Obamacare Security Testing Lags Behind, How Safe is Your Data?

The clock is ticking for the rollout of health-care exchanges and the government has reportedly hit another bump in the road, and this time consumer privacy may be at risk.

The federal government is lagging months behind certain deadlines it set for testing data security for the central hub—a vital point that details personal information to determine consumers’ eligibility for insurance, according to a May inspector general report from the Department of Health and Human Services that was released last week. These security check points are required before the health-exchanges go public on Oct.1

Chapin White, senior health researcher for the Center for Studying Health System Change, says the data provides real-time information on subsidy eligibility based on what consumers’ employers offer and their income level. The qualification process draws on data from several different government agencies, meaning privacy and security should be of paramount concern with such personal information at risk.

“So that's tying together data from the Department of Homeland Security, from the Internal Revenue Service, from Veterans Affairs, and trying to give instant feedback on what kind of subsidies you qualify for. So it's an ambitious undertaking. It's something that hasn't happened yet in this country,” White told FOX Business.

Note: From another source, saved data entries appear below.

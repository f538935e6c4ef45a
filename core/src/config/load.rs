use std::collections::HashSet;
use std::path::{Path, PathBuf};

use crate::error::ConfigError;

use super::types::AppConfig;

pub const DEFAULT_CONFIG_FILE: &str = "qcheck.toml";

/// Load configuration.
///
/// Priority: the explicit `path`, else `./qcheck.toml`, else defaults; then the
/// `QCHECK_*` environment overrides. The result is validated.
pub fn load(path: Option<&Path>) -> Result<AppConfig, ConfigError> {
    let local_config = Path::new(DEFAULT_CONFIG_FILE);

    let mut cfg = match path {
        Some(p) => read(p)?,
        None if local_config.exists() => read(local_config)?,
        None => AppConfig::default(),
    };

    apply_env_overrides(&mut cfg, |var| std::env::var(var).ok())?;
    validate(&cfg)?;
    Ok(cfg)
}

pub fn from_toml_str(s: &str) -> Result<AppConfig, ConfigError> {
    toml::from_str::<AppConfig>(s).map_err(|source| ConfigError::Parse {
        path: PathBuf::from("<inline>"),
        source,
    })
}

fn read(path: &Path) -> Result<AppConfig, ConfigError> {
    let s = std::fs::read_to_string(path).map_err(|source| ConfigError::Read {
        path: path.to_path_buf(),
        source,
    })?;
    toml::from_str::<AppConfig>(&s).map_err(|source| ConfigError::Parse {
        path: path.to_path_buf(),
        source,
    })
}

fn apply_env_overrides(
    cfg: &mut AppConfig,
    lookup: impl Fn(&str) -> Option<String>,
) -> Result<(), ConfigError> {
    let non_empty = |var: &str| lookup(var).filter(|v| !v.trim().is_empty());

    if let Some(v) = non_empty("QCHECK_THREADS") {
        cfg.run.threads = v.trim().parse().map_err(|_| ConfigError::Env {
            var: "QCHECK_THREADS",
            value: v.clone(),
        })?;
    }
    if let Some(v) = non_empty("QCHECK_FAST_FINISH") {
        cfg.run.fast_finish = match v.trim().to_ascii_lowercase().as_str() {
            "1" | "true" | "yes" => true,
            "0" | "false" | "no" => false,
            _ => {
                return Err(ConfigError::Env {
                    var: "QCHECK_FAST_FINISH",
                    value: v,
                })
            }
        };
    }
    if let Some(v) = non_empty("QCHECK_LOG_LEVEL") {
        cfg.logging.level = v;
    }

    Ok(())
}

pub fn validate(cfg: &AppConfig) -> Result<(), ConfigError> {
    if cfg.run.threads == 0 {
        return Err(ConfigError::Invalid("run.threads must be at least 1".into()));
    }

    let mut seen = HashSet::new();
    for task in &cfg.tasks {
        if task.name.trim().is_empty() {
            return Err(ConfigError::Invalid("task name must not be empty".into()));
        }
        if !seen.insert(task.name.as_str()) {
            return Err(ConfigError::Invalid(format!(
                "duplicate task name: {}",
                task.name
            )));
        }
        if task.command.trim().is_empty() {
            return Err(ConfigError::Invalid(format!(
                "task '{}' has an empty command",
                task.name
            )));
        }
        if task.cost == 0 {
            return Err(ConfigError::Invalid(format!(
                "task '{}' must cost at least 1",
                task.name
            )));
        }
        if task.enabled && task.parallel && task.cost > cfg.run.threads {
            return Err(ConfigError::Invalid(format!(
                "task '{}' costs {} but run.threads is {}",
                task.name, task.cost, cfg.run.threads
            )));
        }
    }

    Ok(())
}
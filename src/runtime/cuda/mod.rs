//! CUDA accelerator backend
//!
//! This module provides the accelerator capabilities via NVIDIA CUDA using cudarc.
//!
//! # Features
//!
//! - `CudaDriver` - Device selection, metadata, stream lifecycle
//! - `CublasLibrary` - cuBLAS handle lifecycle
//! - `CudnnLibrary` - cuDNN handle lifecycle (`cudnn` feature)
//! - `CudaAllocator` - Host, pinned host and device memory
//!
//! All four share one process-wide `CudaDriver` so that contexts, streams and
//! allocations agree on which CUDA context belongs to which device.

mod allocator;
mod driver;
mod library;

pub use allocator::CudaAllocator;
pub use driver::CudaDriver;
#[cfg(feature = "cudnn")]
pub use library::CudnnLibrary;
pub use library::CublasLibrary;

use crate::runtime::{AcceleratorBackend, Allocator};
use crate::runtime::traits::DeviceDriver;
use std::sync::{Arc, OnceLock};

/// Process-wide driver: one CUDA context per device.
static DRIVER: OnceLock<Arc<CudaDriver>> = OnceLock::new();

/// Get the shared CUDA driver
pub fn shared_driver() -> Arc<CudaDriver> {
    DRIVER.get_or_init(|| Arc::new(CudaDriver::new())).clone()
}

/// Accelerator capabilities backed by CUDA
pub fn cuda_backend() -> AcceleratorBackend {
    let driver = shared_driver();

    #[cfg(feature = "cudnn")]
    let dnn: Arc<dyn crate::runtime::traits::DnnLibrary> =
        Arc::new(CudnnLibrary::new(driver.clone()));
    #[cfg(not(feature = "cudnn"))]
    let dnn: Arc<dyn crate::runtime::traits::DnnLibrary> = Arc::new(crate::runtime::traits::NoDnn);

    AcceleratorBackend::new(driver.clone(), Arc::new(CublasLibrary::new(driver)), dnn)
}

/// Allocator backed by CUDA
pub fn cuda_allocator() -> Arc<dyn Allocator> {
    Arc::new(CudaAllocator::new(shared_driver()))
}

/// Check if CUDA is available on this system
pub fn is_cuda_available() -> bool {
    std::panic::catch_unwind(|| shared_driver().device_count())
        .ok()
        .and_then(|count| count.ok())
        .is_some_and(|count| count > 0)
}
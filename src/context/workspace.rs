//! Growable scratch workspace for accelerator contexts

use crate::error::Result;
use crate::place::Place;
use crate::runtime::Allocator;
use crate::runtime::handles::Stream;
use parking_lot::Mutex;
use std::sync::Arc;

/// View of the workspace handed to a workspace-consuming operation
///
/// Only valid for the duration of the closure it was passed to.
#[derive(Clone, Copy, Debug, PartialEq, Eq)]
pub struct WorkspaceBuffer {
    ptr: u64,
    len: usize,
}

impl WorkspaceBuffer {
    /// Device address of the buffer (`0` when empty)
    #[inline]
    pub fn ptr(&self) -> u64 {
        self.ptr
    }

    /// Usable size in bytes, at least the requested size
    #[inline]
    pub fn len(&self) -> usize {
        self.len
    }

    /// Is the buffer zero-sized?
    #[inline]
    pub fn is_empty(&self) -> bool {
        self.len == 0
    }
}

struct Slot {
    ptr: u64,
    capacity: usize,
}

/// Single growable buffer, one consumer at a time
///
/// Capacity only grows. Growth synchronizes the owning stream before the
/// old buffer is freed because queued kernels may still be reading it.
pub(crate) struct Workspace {
    place: Place,
    allocator: Arc<dyn Allocator>,
    slot: Mutex<Slot>,
}

impl Workspace {
    pub(crate) fn new(place: Place, allocator: Arc<dyn Allocator>) -> Self {
        Self {
            place,
            allocator,
            slot: Mutex::new(Slot {
                ptr: 0,
                capacity: 0,
            }),
        }
    }

    /// Run `op` with a buffer of at least `required_bytes`, growing first if needed
    pub(crate) fn run<R>(
        &self,
        required_bytes: usize,
        stream: &Stream,
        op: impl FnOnce(WorkspaceBuffer) -> R,
    ) -> Result<R> {
        let mut slot = self.slot.lock();
        if required_bytes > slot.capacity {
            self.grow(&mut slot, required_bytes, stream)?;
        }

        let buffer = WorkspaceBuffer {
            ptr: slot.ptr,
            len: slot.capacity,
        };
        Ok(op(buffer))
    }

    /// The slot is only touched once every fallible step has succeeded, so
    /// a failed growth keeps the old buffer and capacity.
    fn grow(&self, slot: &mut Slot, required_bytes: usize, stream: &Stream) -> Result<()> {
        let ptr = self.allocator.allocate(self.place, required_bytes)?;

        if slot.ptr != 0 {
            // Someone may still be using the current buffer.
            if let Err(e) = stream.synchronize() {
                self.allocator.deallocate(self.place, ptr, required_bytes);
                return Err(e);
            }
            self.allocator
                .deallocate(self.place, slot.ptr, slot.capacity);
        }

        slot.ptr = ptr;
        slot.capacity = required_bytes;

        tracing::debug!(place = %self.place, bytes = required_bytes, "workspace grown");
        Ok(())
    }

    pub(crate) fn capacity(&self) -> usize {
        self.slot.lock().capacity
    }

    /// Free the buffer. The stream must already be drained.
    pub(crate) fn release(&self) {
        let mut slot = self.slot.lock();
        if slot.ptr != 0 {
            self.allocator
                .deallocate(self.place, slot.ptr, slot.capacity);
        }
        slot.ptr = 0;
        slot.capacity = 0;
    }
}

#[cfg(test)]
mod tests {
    use super::*;
    use crate::error::Error;
    use crate::runtime::emulated::{EmulatedBackend, Event, FaultPoint};
    use crate::runtime::traits::DeviceDriver;

    fn setup() -> (Arc<EmulatedBackend>, Stream, Workspace) {
        let emu = Arc::new(EmulatedBackend::new(1));
        let driver: Arc<dyn DeviceDriver> = emu.clone();
        let stream = Stream::create(&driver, 0).unwrap();
        let workspace = Workspace::new(Place::Accelerator(0), emu.allocator());
        (emu, stream, workspace)
    }

    #[test]
    fn test_first_use_allocates_exactly() {
        let (_emu, stream, workspace) = setup();
        assert_eq!(workspace.capacity(), 0);

        let len = workspace.run(100, &stream, |buf| buf.len()).unwrap();
        assert_eq!(len, 100);
        assert_eq!(workspace.capacity(), 100);
        workspace.release();
    }

    #[test]
    fn test_never_shrinks() {
        let (emu, stream, workspace) = setup();
        let first = workspace.run(256, &stream, |buf| buf.ptr()).unwrap();
        let second = workspace.run(16, &stream, |buf| buf.ptr()).unwrap();

        assert_eq!(first, second);
        assert_eq!(workspace.capacity(), 256);
        assert_eq!(emu.live_allocations(), 1);
        workspace.release();
        assert_eq!(emu.live_allocations(), 0);
    }

    #[test]
    fn test_growth_synchronizes_before_free() {
        let (emu, stream, workspace) = setup();
        workspace.run(8, &stream, |_| ()).unwrap();
        emu.enqueue(stream.raw(), || {}).unwrap();
        emu.clear_events();

        workspace.run(64, &stream, |_| ()).unwrap();

        let events = emu.events();
        let sync = events
            .iter()
            .position(|e| matches!(e, Event::Synchronize(_)))
            .unwrap();
        let free = events
            .iter()
            .position(|e| matches!(e, Event::Free { .. }))
            .unwrap();
        assert!(sync < free);
        assert!(emu.violations().is_empty());
        workspace.release();
    }

    #[test]
    fn test_failed_growth_keeps_old_buffer() {
        let (emu, stream, workspace) = setup();
        let old = workspace.run(4096, &stream, |buf| buf.ptr()).unwrap();

        emu.fail_next(FaultPoint::Allocate);
        assert!(matches!(
            workspace.run(8192, &stream, |_| ()),
            Err(Error::OutOfMemory { size: 8192 })
        ));
        assert_eq!(workspace.capacity(), 4096);
        assert_eq!(emu.live_allocations(), 1);

        let buf = workspace.run(4096, &stream, |buf| buf).unwrap();
        assert_eq!(buf.ptr(), old);
        assert_eq!(buf.len(), 4096);
        workspace.release();
        assert_eq!(emu.live_allocations(), 0);
    }

    #[test]
    fn test_failed_drain_keeps_old_buffer() {
        let (emu, stream, workspace) = setup();
        let old = workspace.run(64, &stream, |buf| buf.ptr()).unwrap();

        emu.fail_next(FaultPoint::Synchronize);
        assert!(workspace.run(128, &stream, |_| ()).is_err());
        assert_eq!(workspace.capacity(), 64);
        assert_eq!(emu.live_allocations(), 1);
        assert_eq!(workspace.run(64, &stream, |buf| buf.ptr()).unwrap(), old);
        workspace.release();
    }

    #[test]
    fn test_zero_request_runs_without_allocating() {
        let (emu, stream, workspace) = setup();
        let buf = workspace.run(0, &stream, |buf| buf).unwrap();
        assert!(buf.is_empty());
        assert_eq!(emu.live_allocations(), 0);
    }
}
//! Registry construction, lookup and teardown

mod common;

use common::{emulated_builder, emulated_registry, init_tracing};
use devctx::Place;
use devctx::error::Error;
use devctx::registry::{ContextRegistry, HostVariant};
use proptest::prelude::*;
use std::collections::BTreeSet;

#[test]
fn test_parsed_places_build_one_context_each() {
    let places = Place::parse_list("cpu, gpu:1, cuda:1, cuda_pinned, gpu:0, cpu").unwrap();
    let (_emu, registry) = emulated_registry(2, places);

    assert_eq!(registry.len(), 4);
    assert_eq!(
        registry.places().collect::<Vec<_>>(),
        vec![
            Place::Host,
            Place::HostPinned,
            Place::Accelerator(0),
            Place::Accelerator(1)
        ]
    );
    for place in registry.places() {
        assert_eq!(registry.get(place).unwrap().place(), place);
        assert_eq!(registry[place].device().place(), place);
    }
}

#[test]
fn test_lookup_never_constructs() {
    let (emu, registry) = emulated_registry(4, [Place::Accelerator(2)]);

    assert!(matches!(
        registry.get(Place::Accelerator(0)),
        Err(Error::PlaceNotRegistered {
            place: Place::Accelerator(0)
        })
    ));
    assert!(!registry.contains(Place::Accelerator(0)));
    assert_eq!(emu.live_streams(), 1);
}

#[test]
fn test_error_message_names_the_place() {
    let registry = ContextRegistry::new([Place::Host]).unwrap();
    let message = registry.get(Place::Accelerator(3)).unwrap_err().to_string();
    assert!(message.contains("gpu:3"));
    assert!(message.contains("not supported"));
}

#[test]
fn test_all_returns_every_context() {
    let (_emu, registry) = emulated_registry(2, [Place::Accelerator(1), Place::Host]);

    let mut kinds: Vec<_> = registry.all().iter().map(|c| c.kind()).collect();
    kinds.sort();
    assert_eq!(kinds, vec!["accelerator", "host"]);
    for ctx in registry.all() {
        ctx.wait().unwrap();
    }
}

#[test]
fn test_blob_cache_host_variant() {
    let (_emu, builder) = emulated_builder(1);
    let registry = builder
        .places([Place::Host, Place::Accelerator(0)])
        .host_variant(HostVariant::BlobCache)
        .build()
        .unwrap();

    assert_eq!(registry[Place::Host].kind(), "blob_cache");
    assert!(registry[Place::Accelerator(0)].as_blob_cache().is_none());
}

#[test]
fn test_drop_releases_every_resource() {
    let (emu, registry) = emulated_registry(
        3,
        [
            Place::Accelerator(0),
            Place::Accelerator(1),
            Place::Accelerator(2),
        ],
    );
    for index in 0..3 {
        registry
            .accelerator(index)
            .unwrap()
            .run_with_workspace(256, |_| ())
            .unwrap();
    }
    assert_eq!(emu.live_streams(), 3);
    assert_eq!(emu.live_allocations(), 3);

    drop(registry);
    assert_eq!(emu.live_streams(), 0);
    assert_eq!(emu.live_blas_handles(), 0);
    assert_eq!(emu.live_allocations(), 0);
    assert!(emu.violations().is_empty());
}

#[test]
fn test_concurrent_lookups() {
    let (_emu, registry) = emulated_registry(2, [Place::Host, Place::Accelerator(0), Place::Accelerator(1)]);

    std::thread::scope(|s| {
        for t in 0..8 {
            let registry = &registry;
            s.spawn(move || {
                let place = Place::Accelerator(t % 2);
                for _ in 0..100 {
                    assert_eq!(registry.get(place).unwrap().place(), place);
                }
                registry.accelerator(t % 2).unwrap().wait().unwrap();
            });
        }
    });
}

proptest! {
    #[test]
    fn prop_registry_holds_dedup_of_places(
        indices in prop::collection::vec(0usize..6, 1..16)
    ) {
        init_tracing();
        let places: Vec<Place> = indices
            .iter()
            .map(|&i| match i {
                0 => Place::Host,
                1 => Place::HostPinned,
                n => Place::Accelerator(n - 2),
            })
            .collect();

        let (_emu, registry) = emulated_registry(4, places.clone());
        let distinct: BTreeSet<Place> = places.into_iter().collect();

        prop_assert_eq!(registry.len(), distinct.len());
        prop_assert_eq!(registry.places().collect::<BTreeSet<_>>(), distinct.clone());
        for place in distinct {
            prop_assert_eq!(registry.get(place).unwrap().place(), place);
        }
    }
}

It is important to note that medical records will not be travelling through this hub, but the information that is passing through has the potential for both medical identity theft and standard identity theft if compromised, says Emily Peters, vice president of marketing communications at Practice Fusion, an electronic medical records community online.

“There are about five million cases of medical identity theft in the U.S. every year—which is small in comparison to [standard] identity theft, but it’s more difficult to undo,” Peters says. “There is a risk for a centralized hub of information being a target for identity thieves.”

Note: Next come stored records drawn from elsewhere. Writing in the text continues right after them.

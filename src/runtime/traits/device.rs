//! Trait for elementwise device adapters

use crate::error::Result;
use crate::place::Place;

/// Device abstraction handed to elementwise/tensor kernels
///
/// Every execution context owns exactly one adapter. Host contexts use a
/// non-streamed adapter; accelerator contexts use one bound to their stream.
pub trait Device: Send + Sync {
    /// Place this adapter allocates on and dispatches to
    fn place(&self) -> Place;

    /// Unique identifier for this device
    fn id(&self) -> usize {
        self.place().device_index().unwrap_or(0)
    }

    /// Human-readable name
    fn name(&self) -> String {
        self.place().to_string()
    }

    /// Is this adapter ordered by a device stream?
    fn is_streamed(&self) -> bool {
        false
    }

    /// Allocate kernel temporaries on this adapter's place
    fn allocate(&self, size_bytes: usize) -> Result<u64>;

    /// Free memory obtained from [`Device::allocate`]
    fn deallocate(&self, ptr: u64, size_bytes: usize);

    /// Synchronize: wait for all pending operations to complete
    fn synchronize(&self) -> Result<()>;
}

Most medical identity theft comes from doctors or patients downloading records to computers or phones and misplacing them, allowing the information to fall into the wrong hands.

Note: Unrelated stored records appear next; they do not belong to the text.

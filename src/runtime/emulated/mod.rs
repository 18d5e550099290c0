//! Host-emulated accelerator backend
//!
//! `EmulatedBackend` implements every accelerator capability (driver, BLAS,
//! DNN, allocator) on top of host memory. Streams really are deferred: work
//! enqueued with [`EmulatedBackend::enqueue`] (and `memset_async`) only runs
//! when the stream is synchronized, so code that forgets to drain before
//! reusing memory misbehaves here the same way it would on a GPU.
//!
//! Every capability call is appended to an ordered [`Event`] log, and
//! ordering mistakes a real driver would punish with undefined behavior are
//! recorded as violations instead:
//!
//! - freeing device memory while a stream on that device has work in flight
//! - destroying a stream that still has queued work
//! - destroying a stream while a BLAS/DNN handle is still bound to it
//! - touching a stream after it was destroyed
//!
//! Streams drain independently of each other. A work item must not
//! synchronize the stream it runs on; that blocks forever, as it would
//! from inside a real stream callback.
//!
//! One-shot failures can be armed per call site with
//! [`EmulatedBackend::fail_next`], and asynchronous faults with
//! [`EmulatedBackend::inject_async_fault`].

mod capabilities;

use super::backend::AcceleratorBackend;
use super::traits::{DeviceProperties, RawBlasHandle, RawDnnHandle, RawStream};
use crate::error::{Error, Result};
use crate::place::Place;
use parking_lot::Mutex;
use std::collections::{HashMap, VecDeque};
use std::sync::Arc;

/// Deferred unit of stream work
type Work = Box<dyn FnOnce() + Send>;

/// One capability call observed by the emulated backend
#[derive(Clone, Debug, PartialEq, Eq)]
pub enum Event {
    /// Active device selected
    SetDevice(usize),
    /// Device metadata queried
    QueryProperties(usize),
    /// Stream created
    CreateStream {
        /// Owning device
        device: usize,
        /// New stream
        stream: RawStream,
    },
    /// Stream drained
    Synchronize(RawStream),
    /// Sticky error state checked
    CheckLastError(usize),
    /// Stream destroyed
    DestroyStream(RawStream),
    /// Async fill enqueued
    Memset {
        /// Stream the fill was queued on
        stream: RawStream,
        /// Target address
        ptr: u64,
        /// Bytes to fill
        size: usize,
    },
    /// BLAS handle created
    CreateBlas(RawBlasHandle),
    /// BLAS handle bound to a stream
    BindBlas(RawBlasHandle, RawStream),
    /// BLAS handle destroyed
    DestroyBlas(RawBlasHandle),
    /// DNN handle created
    CreateDnn(RawDnnHandle),
    /// DNN handle bound to a stream
    BindDnn(RawDnnHandle, RawStream),
    /// DNN handle destroyed
    DestroyDnn(RawDnnHandle),
    /// Memory allocated
    Allocate {
        /// Place of the allocation
        place: Place,
        /// Returned address
        ptr: u64,
        /// Size in bytes
        size: usize,
    },
    /// Memory freed
    Free {
        /// Place of the allocation
        place: Place,
        /// Freed address
        ptr: u64,
    },
}

/// Capability call that can be armed to fail once
#[derive(Clone, Copy, Debug, PartialEq, Eq, Hash)]
pub enum FaultPoint {
    /// `DeviceDriver::set_device`
    SetDevice,
    /// `DeviceDriver::properties`
    Properties,
    /// `DeviceDriver::create_stream`
    CreateStream,
    /// `DeviceDriver::synchronize`
    Synchronize,
    /// `DeviceDriver::destroy_stream`
    DestroyStream,
    /// `DeviceDriver::memset_async`
    Memset,
    /// `BlasLibrary::create_handle`
    CreateBlas,
    /// `DnnLibrary::create_handle`
    CreateDnn,
    /// `Allocator::allocate`
    Allocate,
}

#[derive(Default)]
struct StreamState {
    device: usize,
    /// Serializes draining of this stream so its work runs in FIFO order
    exec: Arc<Mutex<()>>,
    pending: VecDeque<Work>,
    enqueued: u64,
    completed: u64,
    fault: Option<String>,
    destroyed: bool,
}

struct HandleState {
    stream: Option<RawStream>,
}

#[derive(Default)]
struct EmulatedState {
    next_handle: u64,
    active_device: Option<usize>,
    streams: HashMap<RawStream, StreamState>,
    blas: HashMap<RawBlasHandle, HandleState>,
    dnn: HashMap<RawDnnHandle, HandleState>,
    allocations: HashMap<u64, (Place, usize)>,
    armed: Vec<FaultPoint>,
    sticky: HashMap<usize, String>,
    events: Vec<Event>,
    violations: Vec<String>,
}

impl EmulatedState {
    fn next_handle(&mut self) -> u64 {
        self.next_handle += 1;
        self.next_handle
    }

    /// Consume an armed failure for `point`, if any.
    fn take_fault(&mut self, point: FaultPoint) -> bool {
        match self.armed.iter().position(|&p| p == point) {
            Some(index) => {
                self.armed.remove(index);
                true
            }
            None => false,
        }
    }

    fn live_stream(&mut self, stream: RawStream, op: &'static str) -> Result<&mut StreamState> {
        let violation = match self.streams.get(&stream) {
            None => format!("{op} on unknown stream {:#x}", stream.0),
            Some(state) if state.destroyed => {
                format!("{op} on destroyed stream {:#x}", stream.0)
            }
            Some(_) => String::new(),
        };

        if !violation.is_empty() {
            self.violations.push(violation.clone());
            return Err(Error::driver(op, 0, violation));
        }

        self.streams
            .get_mut(&stream)
            .ok_or_else(|| Error::Internal(format!("stream {:#x} vanished", stream.0)))
    }

    fn in_flight_on(&self, device: usize) -> usize {
        self.streams
            .values()
            .filter(|s| !s.destroyed && s.device == device)
            .map(|s| s.pending.len())
            .sum()
    }
}

/// Host-memory accelerator emulation
///
/// Share it through an `Arc` and hand out capabilities with
/// [`EmulatedBackend::accelerator_backend`] and
/// [`EmulatedBackend::allocator`].
pub struct EmulatedBackend {
    device_count: usize,
    properties: DeviceProperties,
    dnn_available: bool,
    state: Mutex<EmulatedState>,
}

impl EmulatedBackend {
    /// Emulate `device_count` identical devices
    pub fn new(device_count: usize) -> Self {
        Self {
            device_count,
            properties: DeviceProperties {
                compute_capability: 86,
                multiprocessor_count: 82,
                max_threads_per_multiprocessor: 1536,
                driver_version: 12040,
                runtime_version: 12040,
            },
            dnn_available: false,
            state: Mutex::new(EmulatedState::default()),
        }
    }

    /// Report a convolution library as present (or not)
    pub fn with_dnn(mut self, available: bool) -> Self {
        self.dnn_available = available;
        self
    }

    /// Override the metadata reported for every device
    pub fn with_properties(mut self, properties: DeviceProperties) -> Self {
        self.properties = properties;
        self
    }

    /// Driver, BLAS and DNN capabilities backed by this emulation
    pub fn accelerator_backend(self: &Arc<Self>) -> AcceleratorBackend {
        AcceleratorBackend::new(self.clone(), self.clone(), self.clone())
    }

    /// Allocator backed by this emulation
    pub fn allocator(self: &Arc<Self>) -> Arc<dyn crate::runtime::Allocator> {
        self.clone()
    }

    /// Number of emulated devices
    pub fn device_count(&self) -> usize {
        self.device_count
    }

    // ------------------------------------------------------------------------
    // Stream work
    // ------------------------------------------------------------------------

    /// Queue `work` on `stream`; it runs at the next synchronize.
    pub fn enqueue(&self, stream: RawStream, work: impl FnOnce() + Send + 'static) -> Result<()> {
        let mut state = self.state.lock();
        let stream_state = state.live_stream(stream, "enqueue")?;
        stream_state.pending.push_back(Box::new(work));
        stream_state.enqueued += 1;
        Ok(())
    }

    /// Work items queued on `stream` that have not run yet
    pub fn pending_ops(&self, stream: RawStream) -> usize {
        let state = self.state.lock();
        state.streams.get(&stream).map_or(0, |s| s.pending.len())
    }

    /// Work items `stream` has completed
    pub fn completed_ops(&self, stream: RawStream) -> u64 {
        let state = self.state.lock();
        state.streams.get(&stream).map_or(0, |s| s.completed)
    }

    /// Work items ever queued on `stream`
    pub fn enqueued_ops(&self, stream: RawStream) -> u64 {
        let state = self.state.lock();
        state.streams.get(&stream).map_or(0, |s| s.enqueued)
    }

    // ------------------------------------------------------------------------
    // Fault injection
    // ------------------------------------------------------------------------

    /// Make the next call at `point` fail
    pub fn fail_next(&self, point: FaultPoint) {
        self.state.lock().armed.push(point);
    }

    /// Report `reason` from the next synchronize of `stream`
    pub fn inject_async_fault(&self, stream: RawStream, reason: impl Into<String>) {
        let mut state = self.state.lock();
        if let Some(stream_state) = state.streams.get_mut(&stream) {
            stream_state.fault = Some(reason.into());
        }
    }

    /// Report `reason` from the next last-error check on `device`
    pub fn inject_sticky_error(&self, device: usize, reason: impl Into<String>) {
        self.state.lock().sticky.insert(device, reason.into());
    }

    // ------------------------------------------------------------------------
    // Inspection
    // ------------------------------------------------------------------------

    /// Every capability call so far, in order
    pub fn events(&self) -> Vec<Event> {
        self.state.lock().events.clone()
    }

    /// Forget recorded events
    pub fn clear_events(&self) {
        self.state.lock().events.clear();
    }

    /// Ordering violations observed so far
    pub fn violations(&self) -> Vec<String> {
        self.state.lock().violations.clone()
    }

    /// Device most recently selected with `set_device`
    pub fn active_device(&self) -> Option<usize> {
        self.state.lock().active_device
    }

    /// Streams created and not yet destroyed
    pub fn live_streams(&self) -> usize {
        let state = self.state.lock();
        state.streams.values().filter(|s| !s.destroyed).count()
    }

    /// BLAS handles created and not yet destroyed
    pub fn live_blas_handles(&self) -> usize {
        self.state.lock().blas.len()
    }

    /// DNN handles created and not yet destroyed
    pub fn live_dnn_handles(&self) -> usize {
        self.state.lock().dnn.len()
    }

    /// Allocations not yet freed
    pub fn live_allocations(&self) -> usize {
        self.state.lock().allocations.len()
    }
}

“It’s more on the human error side of things,” she says.

The Centers for Medicare & Medicaid Services (CMS), the agency that built and manages the exchange hub, says the report is not up-to-date with the agency’s progress.

“We are on schedule and will be ready for the Marketplaces to open on October 1. This [inspector general] study was conducted in May, and we have made significant progress in the three months since then. CMS has extensive experience building and operating information technology systems that handle sensitive data.  This experience comes from many years administering the Medicare, Medicaid, and CHIP programs,” Brian Cook, CMS spokesperson, told FOX Business.

Cook says the hub operates by “securely routing and transferring information requests from Marketplace systems to other federal agency’s systems, and routing the results securely back to the requesting system.” He adds the hub itself does not store this information.  “The hub provides one highly secured connection to trusted federal and state databases instead of requiring each agency to set up what could have amounted to hundreds of independently established connections.”

According to Cook, testing has been on schedule to be at 100% operating capacity by the time open enrollment begins.

White seems less certain the exchanges will be ready by Oct. 1, but says subsidies will still be available for those who want to buy qualified health plans in 2014.

“There’s a lot of wild cards in this. One is the fact that states are involved heavily in implementing these exchanges. A lot of states have been really gung-ho to set up their own exchanges. Some of them are having to face the fact that they’re not able to get the IT systems up the way they thought  they were going to. The federal government is stepping in to help them out and push them over the finish line and get things ready. So the fact that so much is left up to the states makes this a lot more complicated than if it were just purely a federal task,” he says.

If there is a delay in setting up the exchanges and hub, Peters says consumers should be glad, after all the delay is due to testing for data security.

“It sounds like consumers will still be able to apply, but the approval process may be slower,” she says. “In Massachusetts where similar systems have been set up, it usually takes a few days to get a response back, so this may mean it takes a few weeks.”